Task prompt: Every line of the material that includes the word "Completion" is to be shown.

------

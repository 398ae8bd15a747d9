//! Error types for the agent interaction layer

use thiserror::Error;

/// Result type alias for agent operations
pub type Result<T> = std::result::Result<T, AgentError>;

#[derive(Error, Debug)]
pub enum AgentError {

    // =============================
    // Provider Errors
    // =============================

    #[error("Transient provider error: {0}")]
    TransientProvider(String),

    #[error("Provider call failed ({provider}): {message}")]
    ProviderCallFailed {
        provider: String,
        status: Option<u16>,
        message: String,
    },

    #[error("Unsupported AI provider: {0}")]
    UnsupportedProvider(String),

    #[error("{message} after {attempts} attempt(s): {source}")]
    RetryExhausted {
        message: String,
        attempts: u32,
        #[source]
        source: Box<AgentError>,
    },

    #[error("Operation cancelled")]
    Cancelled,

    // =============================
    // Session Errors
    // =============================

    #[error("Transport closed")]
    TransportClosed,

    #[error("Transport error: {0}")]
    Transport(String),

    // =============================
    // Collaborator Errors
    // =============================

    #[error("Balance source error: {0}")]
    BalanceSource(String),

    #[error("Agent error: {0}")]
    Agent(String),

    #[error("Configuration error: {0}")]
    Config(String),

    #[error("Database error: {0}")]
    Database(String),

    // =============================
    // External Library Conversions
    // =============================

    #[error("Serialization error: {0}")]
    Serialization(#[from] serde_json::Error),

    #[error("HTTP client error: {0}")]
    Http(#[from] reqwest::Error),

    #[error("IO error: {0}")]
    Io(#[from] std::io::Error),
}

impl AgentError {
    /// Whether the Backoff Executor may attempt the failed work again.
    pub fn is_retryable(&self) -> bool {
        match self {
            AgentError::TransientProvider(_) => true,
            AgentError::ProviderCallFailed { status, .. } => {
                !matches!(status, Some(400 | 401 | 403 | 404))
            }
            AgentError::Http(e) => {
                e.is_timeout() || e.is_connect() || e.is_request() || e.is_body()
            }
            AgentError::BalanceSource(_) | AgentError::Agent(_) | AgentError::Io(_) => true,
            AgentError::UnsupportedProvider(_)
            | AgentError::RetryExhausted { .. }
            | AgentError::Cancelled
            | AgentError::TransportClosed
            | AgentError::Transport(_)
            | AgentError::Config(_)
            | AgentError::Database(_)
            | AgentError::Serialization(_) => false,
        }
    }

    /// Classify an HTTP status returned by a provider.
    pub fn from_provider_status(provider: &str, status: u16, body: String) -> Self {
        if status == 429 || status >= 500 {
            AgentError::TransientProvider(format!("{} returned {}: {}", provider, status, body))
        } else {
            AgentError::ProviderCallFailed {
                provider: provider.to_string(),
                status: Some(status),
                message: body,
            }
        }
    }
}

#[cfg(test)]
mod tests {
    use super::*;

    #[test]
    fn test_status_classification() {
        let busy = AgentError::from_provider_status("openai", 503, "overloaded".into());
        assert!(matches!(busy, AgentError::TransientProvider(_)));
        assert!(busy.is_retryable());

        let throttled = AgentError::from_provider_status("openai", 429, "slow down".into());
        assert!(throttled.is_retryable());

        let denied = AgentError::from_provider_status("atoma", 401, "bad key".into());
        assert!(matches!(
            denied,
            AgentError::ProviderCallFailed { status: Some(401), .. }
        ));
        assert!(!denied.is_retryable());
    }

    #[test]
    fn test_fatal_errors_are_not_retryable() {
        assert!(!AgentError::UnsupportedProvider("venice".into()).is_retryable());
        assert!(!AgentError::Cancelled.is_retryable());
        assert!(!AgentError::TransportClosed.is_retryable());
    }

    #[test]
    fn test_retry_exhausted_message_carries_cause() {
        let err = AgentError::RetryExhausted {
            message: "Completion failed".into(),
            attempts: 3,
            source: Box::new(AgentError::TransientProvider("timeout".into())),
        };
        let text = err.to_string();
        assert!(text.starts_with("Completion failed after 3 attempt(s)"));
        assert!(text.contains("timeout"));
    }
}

------

Task solution:
            message: "Completion failed".into(),
        assert!(text.starts_with("Completion failed after 3 attempt(s)"));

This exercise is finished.